■ **Exercise details**:
Some of the lines below need repeating. Reproduce exactly those between the lines holding "pub const MESSAGE_SUBMITTED: &str" and "fn layout(title: &str, notices: &[Notice<'_>], body: &str)", inclusive.

■ **Data records**:

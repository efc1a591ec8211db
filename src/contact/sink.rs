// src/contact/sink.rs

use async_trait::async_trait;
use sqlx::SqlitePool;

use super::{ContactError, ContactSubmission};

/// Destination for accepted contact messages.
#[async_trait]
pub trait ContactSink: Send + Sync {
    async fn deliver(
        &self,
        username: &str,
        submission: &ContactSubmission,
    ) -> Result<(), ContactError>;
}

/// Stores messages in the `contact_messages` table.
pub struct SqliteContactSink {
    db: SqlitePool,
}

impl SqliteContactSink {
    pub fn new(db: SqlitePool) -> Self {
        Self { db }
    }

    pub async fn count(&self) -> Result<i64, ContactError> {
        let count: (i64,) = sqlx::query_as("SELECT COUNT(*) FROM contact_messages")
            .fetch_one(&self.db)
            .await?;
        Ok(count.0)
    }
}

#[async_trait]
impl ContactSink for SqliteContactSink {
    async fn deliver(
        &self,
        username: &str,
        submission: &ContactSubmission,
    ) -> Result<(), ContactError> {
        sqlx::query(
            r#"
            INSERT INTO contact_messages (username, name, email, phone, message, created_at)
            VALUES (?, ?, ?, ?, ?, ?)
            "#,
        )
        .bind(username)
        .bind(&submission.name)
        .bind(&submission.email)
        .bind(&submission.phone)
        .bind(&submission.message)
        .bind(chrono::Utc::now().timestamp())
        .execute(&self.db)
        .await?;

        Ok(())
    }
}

==

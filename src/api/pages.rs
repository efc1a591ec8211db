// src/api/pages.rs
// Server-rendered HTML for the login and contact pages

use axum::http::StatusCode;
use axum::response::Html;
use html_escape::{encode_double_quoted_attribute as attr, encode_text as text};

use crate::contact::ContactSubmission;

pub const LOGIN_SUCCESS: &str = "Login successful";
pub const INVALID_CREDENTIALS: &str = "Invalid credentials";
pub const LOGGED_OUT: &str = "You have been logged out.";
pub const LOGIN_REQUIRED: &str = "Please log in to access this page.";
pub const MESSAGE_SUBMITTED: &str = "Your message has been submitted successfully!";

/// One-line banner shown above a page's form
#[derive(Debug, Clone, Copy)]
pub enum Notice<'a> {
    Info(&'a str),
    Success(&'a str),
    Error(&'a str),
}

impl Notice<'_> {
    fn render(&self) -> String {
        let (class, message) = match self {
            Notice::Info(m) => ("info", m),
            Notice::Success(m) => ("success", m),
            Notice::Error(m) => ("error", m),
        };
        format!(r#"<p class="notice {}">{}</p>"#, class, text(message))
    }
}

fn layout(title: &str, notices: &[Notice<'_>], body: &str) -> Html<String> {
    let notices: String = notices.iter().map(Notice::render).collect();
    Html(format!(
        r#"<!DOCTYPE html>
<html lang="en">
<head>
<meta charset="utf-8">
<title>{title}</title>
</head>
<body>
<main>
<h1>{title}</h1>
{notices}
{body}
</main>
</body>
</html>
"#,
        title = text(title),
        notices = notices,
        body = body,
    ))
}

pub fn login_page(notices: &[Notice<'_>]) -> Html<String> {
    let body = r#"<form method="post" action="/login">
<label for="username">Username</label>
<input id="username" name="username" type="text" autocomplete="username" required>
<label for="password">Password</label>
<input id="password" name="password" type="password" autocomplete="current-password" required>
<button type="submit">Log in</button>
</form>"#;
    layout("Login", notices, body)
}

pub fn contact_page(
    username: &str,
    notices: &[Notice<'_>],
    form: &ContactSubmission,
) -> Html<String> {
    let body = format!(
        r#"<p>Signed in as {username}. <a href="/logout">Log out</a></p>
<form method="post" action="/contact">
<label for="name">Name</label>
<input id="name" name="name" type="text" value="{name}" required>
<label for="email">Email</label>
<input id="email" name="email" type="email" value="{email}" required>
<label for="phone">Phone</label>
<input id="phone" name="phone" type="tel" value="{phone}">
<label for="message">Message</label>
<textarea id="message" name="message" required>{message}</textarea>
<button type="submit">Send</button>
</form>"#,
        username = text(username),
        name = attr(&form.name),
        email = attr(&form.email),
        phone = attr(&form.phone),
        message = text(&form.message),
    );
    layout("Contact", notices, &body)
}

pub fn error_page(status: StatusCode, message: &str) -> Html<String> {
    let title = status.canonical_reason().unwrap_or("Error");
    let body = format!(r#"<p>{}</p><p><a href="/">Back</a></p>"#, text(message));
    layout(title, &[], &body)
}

--

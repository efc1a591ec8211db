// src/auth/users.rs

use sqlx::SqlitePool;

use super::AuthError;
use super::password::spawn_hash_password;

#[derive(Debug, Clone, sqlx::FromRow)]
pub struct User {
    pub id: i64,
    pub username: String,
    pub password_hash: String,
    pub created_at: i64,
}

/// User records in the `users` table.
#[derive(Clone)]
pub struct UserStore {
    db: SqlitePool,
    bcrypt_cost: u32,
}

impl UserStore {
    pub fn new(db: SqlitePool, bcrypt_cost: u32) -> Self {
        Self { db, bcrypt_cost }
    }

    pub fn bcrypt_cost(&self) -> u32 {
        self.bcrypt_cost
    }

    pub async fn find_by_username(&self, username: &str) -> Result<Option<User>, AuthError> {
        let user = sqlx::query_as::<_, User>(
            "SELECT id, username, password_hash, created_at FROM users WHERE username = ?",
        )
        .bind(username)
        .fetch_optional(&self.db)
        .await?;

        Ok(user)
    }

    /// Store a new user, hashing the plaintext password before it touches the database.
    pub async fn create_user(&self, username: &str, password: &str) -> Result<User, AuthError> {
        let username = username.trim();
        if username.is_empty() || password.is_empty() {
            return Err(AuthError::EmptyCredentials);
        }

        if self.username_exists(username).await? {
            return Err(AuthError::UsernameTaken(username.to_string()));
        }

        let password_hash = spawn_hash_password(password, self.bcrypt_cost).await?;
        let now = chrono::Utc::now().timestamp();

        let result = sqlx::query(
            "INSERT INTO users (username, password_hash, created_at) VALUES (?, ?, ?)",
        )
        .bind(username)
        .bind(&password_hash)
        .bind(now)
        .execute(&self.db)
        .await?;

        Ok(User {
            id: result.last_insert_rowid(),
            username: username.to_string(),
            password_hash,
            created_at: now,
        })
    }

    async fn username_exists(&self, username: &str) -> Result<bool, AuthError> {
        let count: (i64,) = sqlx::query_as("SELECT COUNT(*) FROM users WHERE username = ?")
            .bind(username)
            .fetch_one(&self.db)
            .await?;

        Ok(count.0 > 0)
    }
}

■ **Answer to the exercise**:
pub const MESSAGE_SUBMITTED: &str = "Your message has been submitted successfully!";

/// One-line banner shown above a page's form
#[derive(Debug, Clone, Copy)]
pub enum Notice<'a> {
    Info(&'a str),
    Success(&'a str),
    Error(&'a str),
}

impl Notice<'_> {
    fn render(&self) -> String {
        let (class, message) = match self {
            Notice::Info(m) => ("info", m),
            Notice::Success(m) => ("success", m),
            Notice::Error(m) => ("error", m),
        };
        format!(r#"<p class="notice {}">{}</p>"#, class, text(message))
    }
}

fn layout(title: &str, notices: &[Notice<'_>], body: &str) -> Html<String> {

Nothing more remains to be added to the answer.